Summer time? Winter time? Standard time? Don’t let these terms confuse you.
A look at their history will help us get a better understanding of the currently valid regulations for time switching. Summer time, which is valid for seven months of the year, is a deviation from the standard time zones that were defined for the first time in 1884. Ever since then, these time zones have formed the basis of smooth long-distance transportation in many countries. After the introduction of time zones, local time was no longer a basic reality that depended on the position of the sun. Instead, it became a practical convention — one that could, of course, be temporarily altered. In countries where the length of the daylight period changes drastically depending on the season, people were convinced that moving their clocks ahead during the summer months could help them save energy.
The universal idea behind summer time is that if people wake up earlier they can make better use of daylight. In the beginning, summer time not only saved candle wax, coal, and petroleum but also increased people’s productivity. But is that really so? Experts have been arguing about that ever since Daylight Saving Time was introduced — at least for certain periods of time — in 1916. In the course of history, Daylight Saving Time was abolished several times but always reintroduced.

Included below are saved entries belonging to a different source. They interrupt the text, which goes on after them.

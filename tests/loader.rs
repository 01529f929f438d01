mod support;

use std::sync::Arc;

use sink_buffers::queue::{FileLoader, RecordFactory};
use sink_buffers::Record;
use support::TestRecord;

fn factory() -> RecordFactory {
    Arc::new(|| Box::new(TestRecord::default()) as Box<dyn Record>)
}

fn hash_of(statement_key: &str) -> u32 {
    adler32::adler32(std::io::Cursor::new(statement_key.as_bytes())).unwrap()
}

#[test]
fn corrupt_active_file_is_rotated_aside_and_replaced_with_an_empty_one() {
    let dir = tempfile::tempdir().unwrap();
    let loader = FileLoader::with_default_history(dir.path());
    let key = "insert into t values (?)";
    let hash = hash_of(key);

    {
        let queue = loader.load(key, factory()).unwrap();
        queue.push(&TestRecord::new(key, 1)).unwrap();
    }

    let active_path = dir.path().join(format!("{hash}_0.bd"));
    let mut bytes = std::fs::read(&active_path).unwrap();
    bytes[0] ^= 0xFF;
    std::fs::write(&active_path, bytes).unwrap();

    let queue = loader.load(key, factory()).unwrap();
    assert!(queue.is_empty());

    let rotated_path = dir.path().join(format!("{hash}_0.carapted"));
    assert!(rotated_path.exists());
    assert!(active_path.exists());
}

#[test]
fn repeated_corruption_bumps_generations_up_to_max_history() {
    let dir = tempfile::tempdir().unwrap();
    let loader = FileLoader::new(dir.path(), 2);
    let key = "insert into t values (?)";
    let hash = hash_of(key);
    let active_path = dir.path().join(format!("{hash}_0.bd"));

    for _ in 0..3 {
        {
            let queue = loader.load(key, factory()).unwrap();
            queue.push(&TestRecord::new(key, 1)).unwrap();
        }
        let mut bytes = std::fs::read(&active_path).unwrap();
        bytes[0] ^= 0xFF;
        std::fs::write(&active_path, bytes).unwrap();
        let _ = loader.load(key, factory()).unwrap();
    }

    // max_history == 2: generations 0 and 1 are retained, nothing reaches generation 2.
    assert!(dir.path().join(format!("{hash}_0.carapted")).exists());
    assert!(dir.path().join(format!("{hash}_1.carapted")).exists());
    assert!(!dir.path().join(format!("{hash}_2.carapted")).exists());
}

#[test]
fn distinct_statement_keys_get_distinct_files() {
    let dir = tempfile::tempdir().unwrap();
    let loader = FileLoader::with_default_history(dir.path());

    let a = loader.load("insert into a values (?)", factory()).unwrap();
    let b = loader.load("insert into b values (?)", factory()).unwrap();

    a.push(&TestRecord::new("insert into a values (?)", 1)).unwrap();
    assert_eq!(a.len(), 1);
    assert_eq!(b.len(), 0);
}
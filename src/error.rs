//! Error taxonomy for the durable/memory queue layer.
//!
//! `PushError` and `PublishError`, which round out the error kinds surfaced further up the
//! stack (shutdown, driver, rollback), live next to [`crate::sender::Sender`] and
//! [`crate::sender::connection`] respectively.

use std::io;

use snafu::Snafu;

use crate::record::RecordDecodeError;

/// Errors produced by the durable file queue and the in-memory fallback queue.
#[derive(Debug, Snafu)]
pub enum QueueError {
    /// Underlying file I/O failed. Recoverable by the caller falling back to another tier.
    #[snafu(display("queue I/O error: {source}"))]
    Io { source: io::Error },

    /// The queue file's header CRC did not match the recomputed CRC of its data region, or it
    /// contained a record declaring an impossible size, or a record was truncated at EOF.
    ///
    /// Recovered by [`crate::queue::FileLoader`] rotating the file aside.
    #[snafu(display("durable queue file is invalid: {reason}"))]
    InvalidFile { reason: String },

    /// A single record's marshalled length was zero or exceeded 65535 bytes. Surfaced to the
    /// caller; never retried.
    #[snafu(display("record size {size} is out of the allowed 1..=65535 range"))]
    Oversize { size: usize },

    /// A record could not be reconstructed from its on-disk bytes during `Eject`.
    #[snafu(display("failed to decode record during eject: {source}"))]
    Decode { source: RecordDecodeError },
}

impl QueueError {
    pub(crate) fn io(source: io::Error) -> Self {
        Self::Io { source }
    }

    pub(crate) fn invalid_file(reason: impl Into<String>) -> Self {
        Self::InvalidFile {
            reason: reason.into(),
        }
    }
}

impl From<io::Error> for QueueError {
    fn from(source: io::Error) -> Self {
        Self::Io { source }
    }
}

The oil crisis of the 1970s finally ensured the lasting comeback of summer time. But energy policy is not the only reason why the regulation concerning summer time is still valid today. Although it was originally meant to help people in times of scarce resources, it can also enhance the quality of life. “Summer time” sounds like a promise, but it’s a promise fulfilled. On the practical level, it enables us to spend long sunlit evenings sitting in a beer garden or walking along the beach. Opponents of summer time complain that these pleasures tend to increase energy consumption rather than reducing it.